Ele assentiu, arrasado. Os prisioneiros me contaram o resto. Os três barcos mercantes haviam ancorado na área mais estreita do canal do Mærse, o lugar onde uma frota enfrentaria o maior perigo de encalhar, e acenderam lanternas que guiaram as embarcações de Ragnall para longe do perigo. A maré havia feito o resto. Se uma embarcação for deixada à deriva, ela geralmente seguirá a corrente mais rápida pelo canal mais fundo. E, assim que passou pelos três barcos mercantes, Ragnall simplesmente deixou o fluxo da maré carregá-lo até nosso cais. Lá queimou o cais e os barcos, de modo que agora suas embarcações podiam usar o rio em segurança. Agora poderiam vir reforços de seu reino marítimo. Ele havia rasgado nossa defesa do Mærse e estava à solta na Britânia com um exército.

Deixei Æthelstan decidir o que fazer com os prisioneiros. Eram quatorze, e o garoto resolveu que seriam executados.

— Espere a maré baixa — ordenou ele a Rædwald —, depois os amarre nas estacas. — Em seguida, indicou com a cabeça as toras chamuscadas que se projetavam em ângulos desajeitados no rio agitado. — Deixe que se afoguem quando a maré subir.

Eu já havia mandado Beadwulf para o leste, mas não esperava ter notícias dele durante pelo menos um dia. Ordenei que Sihtric enviasse homens para o sul.

— Eles devem cavalgar depressa e contar à senhora Æthelflaed o que está acontecendo. Diga que quero homens, muitos homens, todos os homens dela!

— Em Ceaster? — perguntou Sihtric.

Meneei a cabeça, pensando.

— Diga para mandá-los a Liccelfeld. E diga que eu vou para lá. — Virei-me e apontei para Æthelstan. — E você vem comigo, senhor príncipe. Traga a maior parte da guarnição de Brunanburh. E você — olhei para Rædwald — vai ficar aqui. Defenda o que restou. Pode ficar com cinquenta homens.

— Cinquenta! Isso não é o suficiente...

— Quarenta — vociferei. — E se perder o forte eu arranco seus rins e os como.

Estávamos em guerra.

Finan estava à beira d’água, sentado num grande tronco trazido pela maré. Sentei-me ao lado dele.

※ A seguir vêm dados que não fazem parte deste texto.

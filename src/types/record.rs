//! Compact typed records and input events.
//!
//! A [`GenericRecord`] stores its values in one dense array per primitive
//! kind, addressed by the slot indices its [`FieldDescriptor`] assigns. The
//! shape is fixed at construction; values are mutated in place during
//! aggregation. Name-addressed access is type-checked; the per-event hot
//! paths use precomputed slot indices instead.

use std::hash::{Hash, Hasher};
use std::sync::Arc;

use crate::error::{DimensionError, DimensionResult};
use crate::types::descriptor::FieldDescriptor;
use crate::types::value::{FieldKind, FieldValue};

/// A type-partitioned value container shaped by a [`FieldDescriptor`].
///
/// Equality and hashing cover all field values in descriptor order (floats
/// by bit pattern), so records serve directly as window-map keys.
#[derive(Debug, Clone)]
pub struct GenericRecord {
    descriptor: Arc<FieldDescriptor>,
    pub(crate) int8s: Vec<i8>,
    pub(crate) int16s: Vec<i16>,
    pub(crate) int32s: Vec<i32>,
    pub(crate) int64s: Vec<i64>,
    pub(crate) float32s: Vec<f32>,
    pub(crate) float64s: Vec<f64>,
    pub(crate) booleans: Vec<bool>,
    pub(crate) strings: Vec<String>,
}

impl GenericRecord {
    /// Create a record with default-initialized slots for every field of
    /// the descriptor. No storage is resized afterward.
    pub fn new(descriptor: Arc<FieldDescriptor>) -> Self {
        Self {
            int8s: vec![0; descriptor.kind_len(FieldKind::Int8)],
            int16s: vec![0; descriptor.kind_len(FieldKind::Int16)],
            int32s: vec![0; descriptor.kind_len(FieldKind::Int32)],
            int64s: vec![0; descriptor.kind_len(FieldKind::Int64)],
            float32s: vec![0.0; descriptor.kind_len(FieldKind::Float32)],
            float64s: vec![0.0; descriptor.kind_len(FieldKind::Float64)],
            booleans: vec![false; descriptor.kind_len(FieldKind::Boolean)],
            strings: vec![String::new(); descriptor.kind_len(FieldKind::String)],
            descriptor,
        }
    }

    /// The descriptor fixing this record's shape
    pub fn descriptor(&self) -> &Arc<FieldDescriptor> {
        &self.descriptor
    }

    /// Read a field by name.
    ///
    /// Fails with a type mismatch if the descriptor does not declare `name`.
    pub fn get(&self, name: &str) -> DimensionResult<FieldValue> {
        let (kind, slot) = self
            .descriptor
            .slot_of(name)
            .ok_or_else(|| Self::undeclared(name))?;

        Ok(match kind {
            FieldKind::Int8 => FieldValue::Int8(self.int8s[slot]),
            FieldKind::Int16 => FieldValue::Int16(self.int16s[slot]),
            FieldKind::Int32 => FieldValue::Int32(self.int32s[slot]),
            FieldKind::Int64 => FieldValue::Int64(self.int64s[slot]),
            FieldKind::Float32 => FieldValue::Float32(self.float32s[slot]),
            FieldKind::Float64 => FieldValue::Float64(self.float64s[slot]),
            FieldKind::Boolean => FieldValue::Boolean(self.booleans[slot]),
            FieldKind::String => FieldValue::String(self.strings[slot].clone()),
        })
    }

    /// Write a field by name, overwriting in place.
    ///
    /// Fails with a type mismatch if the descriptor does not declare `name`
    /// or the value's kind differs from the declared kind.
    pub fn set(&mut self, name: &str, value: FieldValue) -> DimensionResult<()> {
        let (kind, slot) = self
            .descriptor
            .slot_of(name)
            .ok_or_else(|| Self::undeclared(name))?;

        if value.kind() != kind {
            return Err(DimensionError::type_mismatch(
                format!(
                    "expected {}, got {}",
                    kind.type_name(),
                    value.type_name()
                ),
                Some(name.to_string()),
            ));
        }

        match value {
            FieldValue::Int8(v) => self.int8s[slot] = v,
            FieldValue::Int16(v) => self.int16s[slot] = v,
            FieldValue::Int32(v) => self.int32s[slot] = v,
            FieldValue::Int64(v) => self.int64s[slot] = v,
            FieldValue::Float32(v) => self.float32s[slot] = v,
            FieldValue::Float64(v) => self.float64s[slot] = v,
            FieldValue::Boolean(v) => self.booleans[slot] = v,
            FieldValue::String(v) => self.strings[slot] = v,
        }
        Ok(())
    }

    /// Copy one slot from `src` into this record. Slot indices come from
    /// precomputed conversion tables; both records must have the slot for
    /// the given kind.
    pub(crate) fn copy_slot(&mut self, kind: FieldKind, to: usize, src: &GenericRecord, from: usize) {
        match kind {
            FieldKind::Int8 => self.int8s[to] = src.int8s[from],
            FieldKind::Int16 => self.int16s[to] = src.int16s[from],
            FieldKind::Int32 => self.int32s[to] = src.int32s[from],
            FieldKind::Int64 => self.int64s[to] = src.int64s[from],
            FieldKind::Float32 => self.float32s[to] = src.float32s[from],
            FieldKind::Float64 => self.float64s[to] = src.float64s[from],
            FieldKind::Boolean => self.booleans[to] = src.booleans[from],
            FieldKind::String => self.strings[to] = src.strings[from].clone(),
        }
    }

    fn undeclared(name: &str) -> DimensionError {
        DimensionError::type_mismatch(
            "field is not declared by the record's descriptor",
            Some(name.to_string()),
        )
    }
}

impl PartialEq for GenericRecord {
    fn eq(&self, other: &Self) -> bool {
        (Arc::ptr_eq(&self.descriptor, &other.descriptor)
            || self.descriptor == other.descriptor)
            && self.int8s == other.int8s
            && self.int16s == other.int16s
            && self.int32s == other.int32s
            && self.int64s == other.int64s
            && self.booleans == other.booleans
            && self.strings == other.strings
            && float_bits_eq32(&self.float32s, &other.float32s)
            && float_bits_eq64(&self.float64s, &other.float64s)
    }
}

impl Eq for GenericRecord {}

impl Hash for GenericRecord {
    fn hash<H: Hasher>(&self, state: &mut H) {
        self.int8s.hash(state);
        self.int16s.hash(state);
        self.int32s.hash(state);
        self.int64s.hash(state);
        self.booleans.hash(state);
        self.strings.hash(state);
        for v in &self.float32s {
            v.to_bits().hash(state);
        }
        for v in &self.float64s {
            v.to_bits().hash(state);
        }
    }
}

fn float_bits_eq32(a: &[f32], b: &[f32]) -> bool {
    a.len() == b.len()
        && a.iter()
            .zip(b)
            .all(|(x, y)| x.to_bits() == y.to_bits())
}

fn float_bits_eq64(a: &[f64], b: &[f64]) -> bool {
    a.len() == b.len()
        && a.iter()
            .zip(b)
            .all(|(x, y)| x.to_bits() == y.to_bits())
}

/// One typed event delivered to the engine.
///
/// `keys` is shaped by the schema's master key descriptor, `values` by its
/// input values descriptor. The timestamp is event time in milliseconds
/// since the epoch; the engine derives each combination's time bucket
/// from it.
#[derive(Debug, Clone)]
pub struct InputEvent {
    /// Key field values, shaped by the master key descriptor
    pub keys: GenericRecord,
    /// Aggregation input values, shaped by the input values descriptor
    pub values: GenericRecord,
    /// Event-time milliseconds since the Unix epoch
    pub timestamp: i64,
}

— Conte o que foi aquilo — pedi, indicando com a cabeça o cadáver ainda fixado pela lança.

— O que o senhor quer saber?

— O que você quiser contar.

Ficamos em silêncio. Gansos voavam acima, as asas batendo na manhã. Uma pancada de chuva veio e passou rapidamente. Um dos cadáveres peidou.

— Vamos para Liccelfeld — avisei.

Finan assentiu com a cabeça.

— Por que Liccelfeld? — perguntou depois de um tempo. A pergunta era respeitosa. Ele não estava pensando em Ragnall, nos noruegueses nem em qualquer coisa além do cadáver atravessado pela lança à beira do rio.

— Porque eu não sei para onde Ragnall vai — respondi. — Mas a partir de Liccelfeld podemos ir com facilidade para o norte ou para o sul.

— Norte ou sul — repetiu ele com a voz embotada.

— O desgraçado precisa de terras e vai tentar tomá-las no norte da Mércia ou no sul da Nortúmbria. Precisamos impedi-lo depressa.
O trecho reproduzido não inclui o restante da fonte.